The accompanying pictures are horrifying – entire armfuls of bloody decomposing bags being removed from the stomach. It's a disturbing reminder of just how toxic our plastic addiction is, and how production and consumption habits have to change.
While this whale in the Philippines breaks the record for quantity of plastic ingested, it's sadly not unusual for plastic ingestion to be a cause of death (not to mention entanglement and suffocation). A whale died in Thailand last year after swallowing 18 pounds worth of plastic bags, and a sperm whale was found a few months ago in Indonesia with 115 plastic cups in its stomach and some flip-flops.

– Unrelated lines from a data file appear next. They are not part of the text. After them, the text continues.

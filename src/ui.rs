use crate::api::TodoApi;
use crate::client::TaskListClient;
use crate::confirm::{Confirm, Intent};
use crate::error::Result;
use crate::task::{Field, Task};
use crate::task_list::{InputEvent, ListView, Outcome, TaskListState};
use async_trait::async_trait;
use crossterm::event::{Event, EventStream, KeyCode, KeyEvent, KeyEventKind, KeyModifiers};
use futures::StreamExt;
use ratatui::{
    backend::Backend,
    layout::{Alignment, Constraint, Direction, Layout, Rect},
    style::{Color, Modifier, Style},
    text::{Line, Span},
    widgets::{Block, Borders, Clear, List, ListItem, ListState, Paragraph, Wrap},
    Frame, Terminal,
};
use std::io;
use tracing::warn;

/// Where keystrokes go.
#[derive(Debug, Clone, Copy, PartialEq, Eq, Default)]
pub enum Focus {
    #[default]
    List,
    Form(Field),
}

/// Presentation-only state: focus and list selection.
#[derive(Debug, Clone, Default)]
pub struct Ui {
    pub focus: Focus,
    pub list: ListState,
}

impl Ui {
    fn selected_task<'a>(&self, state: &'a TaskListState) -> Option<&'a Task> {
        self.list.selected().and_then(|i| state.tasks().get(i))
    }

    /// Keep the selection inside the collection after it changes size.
    fn clamp_selection(&mut self, len: usize) {
        match (self.list.selected(), len) {
            (_, 0) => self.list.select(None),
            (None, _) => self.list.select(Some(0)),
            (Some(i), len) if i >= len => self.list.select(Some(len - 1)),
            _ => {}
        }
    }
}

enum Step {
    Outcome(Option<Outcome>),
    Event(Option<io::Result<Event>>),
}

#[derive(Debug, PartialEq, Eq)]
enum Flow {
    Continue,
    Quit,
}

pub async fn run_app<B: Backend, A: TodoApi + 'static>(
    terminal: &mut Terminal<B>,
    client: &mut TaskListClient<A>,
) -> Result<()> {
    let mut events = EventStream::new();
    let mut ui = Ui::default();
    client.load();

    loop {
        ui.clamp_selection(client.state().tasks().len());
        terminal.draw(|f| draw(f, client.state(), &mut ui))?;

        let step = tokio::select! {
            outcome = client.next_outcome() => Step::Outcome(outcome),
            event = events.next() => Step::Event(event),
        };

        match step {
            Step::Outcome(Some(outcome)) => client.apply(outcome),
            Step::Outcome(None) => {}
            Step::Event(Some(Ok(Event::Key(key)))) if key.kind == KeyEventKind::Press => {
                let flow = handle_key(key, terminal, &mut events, client, &mut ui).await?;
                if flow == Flow::Quit {
                    return Ok(());
                }
            }
            Step::Event(Some(Ok(_))) => {}
            Step::Event(Some(Err(err))) => return Err(err.into()),
            Step::Event(None) => return Ok(()),
        }
    }
}

async fn handle_key<B: Backend, A: TodoApi + 'static>(
    key: KeyEvent,
    terminal: &mut Terminal<B>,
    events: &mut EventStream,
    client: &mut TaskListClient<A>,
    ui: &mut Ui,
) -> Result<Flow> {
    if key.code == KeyCode::Char('c') && key.modifiers.contains(KeyModifiers::CONTROL) {
        return Ok(Flow::Quit);
    }

    match ui.focus {
        Focus::List => match key.code {
            KeyCode::Char('q') => return Ok(Flow::Quit),
            KeyCode::Char('a') | KeyCode::Tab => ui.focus = Focus::Form(Field::Title),
            KeyCode::Char('r') => {
                client.load();
            }
            KeyCode::Up => {
                let i = ui.list.selected().unwrap_or(0);
                ui.list.select(Some(i.saturating_sub(1)));
            }
            KeyCode::Down => {
                let last = client.state().tasks().len().saturating_sub(1);
                let i = ui.list.selected().map_or(0, |i| (i + 1).min(last));
                ui.list.select(Some(i));
            }
            KeyCode::Char(' ') | KeyCode::Enter => {
                if let Some(id) = ui.selected_task(client.state()).map(|t| t.id.clone()) {
                    client.toggle_complete(&id);
                }
            }
            KeyCode::Char('d') | KeyCode::Delete => {
                if let Some(id) = ui.selected_task(client.state()).map(|t| t.id.clone()) {
                    let mut dialog = DialogConfirm {
                        terminal,
                        events,
                        backdrop: client.state().clone(),
                        ui: ui.clone(),
                    };
                    client.delete(&id, &mut dialog).await;
                }
            }
            _ => {}
        },
        Focus::Form(field) => match key.code {
            KeyCode::Esc => ui.focus = Focus::List,
            KeyCode::Tab | KeyCode::BackTab => {
                ui.focus = Focus::Form(match field {
                    Field::Title => Field::Description,
                    Field::Description => Field::Title,
                });
            }
            KeyCode::Enter => {
                client.submit();
            }
            KeyCode::Backspace => client.input(InputEvent::Backspace(field)),
            _ => {
                if let Some(c) = typed_char(&key) {
                    client.input(InputEvent::Insert(field, c));
                }
            }
        },
    }
    Ok(Flow::Continue)
}

/// Printable character for `key`, ignoring Ctrl/Alt chords.
fn typed_char(key: &KeyEvent) -> Option<char> {
    match key.code {
        KeyCode::Char(c) if (key.modifiers - KeyModifiers::SHIFT).is_empty() => Some(c),
        _ => None,
    }
}

/// Modal yes/no popup drawn over a snapshot of the list.
struct DialogConfirm<'a, B: Backend> {
    terminal: &'a mut Terminal<B>,
    events: &'a mut EventStream,
    backdrop: TaskListState,
    ui: Ui,
}

#[async_trait(?Send)]
impl<'a, B: Backend> Confirm for DialogConfirm<'a, B> {
    async fn confirm(&mut self, intent: &Intent) -> bool {
        loop {
            let drawn = self.terminal.draw(|f| {
                draw(f, &self.backdrop, &mut self.ui);
                draw_confirm(f, intent);
            });
            if let Err(err) = drawn {
                warn!(error = %err, "Could not draw confirmation dialog, treating as declined");
                return false;
            }

            if let Some(answer) = dialog_answer(self.events.next().await) {
                return answer;
            }
        }
    }
}

/// Answer carried by one terminal event while the dialog is open; `None`
/// keeps waiting. A broken or closed event stream counts as declined.
fn dialog_answer(event: Option<io::Result<Event>>) -> Option<bool> {
    match event {
        Some(Ok(Event::Key(key))) if key.kind == KeyEventKind::Press => match key.code {
            KeyCode::Char('y') | KeyCode::Char('Y') | KeyCode::Enter => Some(true),
            KeyCode::Char('n') | KeyCode::Char('N') | KeyCode::Esc => Some(false),
            _ => None,
        },
        Some(Ok(_)) => None,
        Some(Err(err)) => {
            warn!(error = %err, "Terminal event error in confirmation dialog, treating as declined");
            Some(false)
        }
        None => {
            warn!("Terminal event stream closed in confirmation dialog, treating as declined");
            Some(false)
        }
    }
}

pub fn draw(f: &mut Frame, state: &TaskListState, ui: &mut Ui) {
    let chunks = Layout::default()
        .direction(Direction::Vertical)
        .constraints(vec![
            Constraint::Length(3),
            Constraint::Length(3),
            Constraint::Length(5),
            Constraint::Length(if state.error().is_some() { 3 } else { 0 }),
            Constraint::Min(3),
            Constraint::Length(1),
        ])
        .split(f.area());

    let header = Paragraph::new(vec![
        Line::from(Span::styled("Task list", Style::default().add_modifier(Modifier::BOLD))),
        Line::from("Tasks stored on the remote task service"),
    ])
    .alignment(Alignment::Center);
    f.render_widget(header, chunks[0]);

    draw_input(f, chunks[1], state, ui.focus, Field::Title, "Task title");
    draw_input(f, chunks[2], state, ui.focus, Field::Description, "Description (optional)");

    if let Some(message) = state.error() {
        let banner = Paragraph::new(message)
            .style(Style::default().fg(Color::Red))
            .block(Block::default().borders(Borders::ALL).title("Error"));
        f.render_widget(banner, chunks[3]);
    }

    draw_list(f, chunks[4], state, ui);

    let hint = match (state.is_busy(), ui.focus) {
        (true, _) => "Working...",
        (false, Focus::List) => "a: add  space: toggle  d: delete  r: reload  q: quit",
        (false, Focus::Form(_)) => "Enter: add task  Tab: next field  Esc: back to list",
    };
    f.render_widget(
        Paragraph::new(hint).style(Style::default().fg(Color::DarkGray)),
        chunks[5],
    );
}

fn draw_input(f: &mut Frame, area: Rect, state: &TaskListState, focus: Focus, field: Field, title: &str) {
    let style = if state.is_busy() {
        Style::default().fg(Color::DarkGray)
    } else if focus == Focus::Form(field) {
        Style::default().fg(Color::Cyan)
    } else {
        Style::default()
    };
    let input = Paragraph::new(state.draft().field(field))
        .wrap(Wrap { trim: false })
        .block(Block::default().title(title).borders(Borders::ALL).border_style(style));
    f.render_widget(input, area);
}

fn draw_list(f: &mut Frame, area: Rect, state: &TaskListState, ui: &mut Ui) {
    let block = Block::default()
        .title(format!("My tasks {}", state.count_label()))
        .borders(Borders::ALL)
        .border_style(if ui.focus == Focus::List {
            Style::default().fg(Color::Cyan)
        } else {
            Style::default()
        });

    let tasks = match state.list_view() {
        ListView::Loading => {
            f.render_widget(Paragraph::new("Loading...").block(block), area);
            return;
        }
        ListView::Empty => {
            f.render_widget(Paragraph::new("No tasks yet. Create one!").block(block), area);
            return;
        }
        ListView::Tasks(tasks) => tasks,
    };

    let items: Vec<ListItem> = tasks.iter().map(task_item).collect();
    let list = List::new(items)
        .block(block)
        .highlight_style(Style::default().add_modifier(Modifier::BOLD))
        .highlight_symbol("> ");
    f.render_stateful_widget(list, area, &mut ui.list);
}

fn task_item(task: &Task) -> ListItem<'_> {
    let (marker, title_style) = if task.completed {
        ("[x] ", Style::default().fg(Color::Green).add_modifier(Modifier::CROSSED_OUT))
    } else {
        ("[ ] ", Style::default().fg(Color::White))
    };
    let mut lines = vec![Line::from(vec![
        Span::raw(marker),
        Span::styled(task.title.as_str(), title_style),
    ])];
    if let Some(details) = task.details() {
        lines.push(Line::from(Span::raw(format!("    {}", details))));
    }
    if let Some(day) = task.created_on() {
        lines.push(Line::from(Span::styled(
            format!("    Created {}", day.format("%Y-%m-%d")),
            Style::default().fg(Color::DarkGray),
        )));
    }
    ListItem::new(lines)
}

fn draw_confirm(f: &mut Frame, intent: &Intent) {
    let area = centered_rect(50, 7, f.area());
    let popup = Paragraph::new(vec![
        Line::from(intent.prompt()),
        Line::from(Span::styled(intent.subject(), Style::default().add_modifier(Modifier::BOLD))),
        Line::from(""),
        Line::from("y: confirm  n: cancel"),
    ])
    .alignment(Alignment::Center)
    .wrap(Wrap { trim: true })
    .block(Block::default().title("Confirm").borders(Borders::ALL).border_style(Style::default().fg(Color::Yellow)));
    f.render_widget(Clear, area);
    f.render_widget(popup, area);
}

fn centered_rect(percent_x: u16, height: u16, r: Rect) -> Rect {
    let vertical = Layout::default()
        .direction(Direction::Vertical)
        .constraints([
            Constraint::Fill(1),
            Constraint::Length(height),
            Constraint::Fill(1),
        ])
        .split(r);
    Layout::default()
        .direction(Direction::Horizontal)
        .constraints([
            Constraint::Percentage((100 - percent_x) / 2),
            Constraint::Percentage(percent_x),
            Constraint::Percentage((100 - percent_x) / 2),
        ])
        .split(vertical[1])[1]
}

D'Bone Museum's owner and marine biologist, Darrell Blatchley, told the Guardian that "in the 10 years they have examined dead whales and dolphins, 57 of them were found to have died due to accumulated rubbish and plastic in their stomachs." In its Facebook post, the museum called on the government to do something:
"It's disgusting. Action must be taken by the government against those who continue to treat the waterways and ocean as dumpsters."
But as we've argued many times on TreeHugger, this problem isn't about littering. It's about production, and the fact that something as non-biodegradable and harmful as plastic continues to be churned out by factories and used as go-to packaging for almost everything we buy.
Consumers still have a responsibility to choose their packaging wisely and to ensure their waste doesn't get littered around, but this is less their fault than it is that of the manufacturers who could offer better packaging options, but choose not to (or don't bother).
Government action is desperately needed to incentivize circular production, reusable containers, refill stations, plastic-free packaging innovations, and so much more. Then, hopefully, fewer whales would die.
Horrified biologists in the Philippine say it's the most plastic they've ever seen in a whale.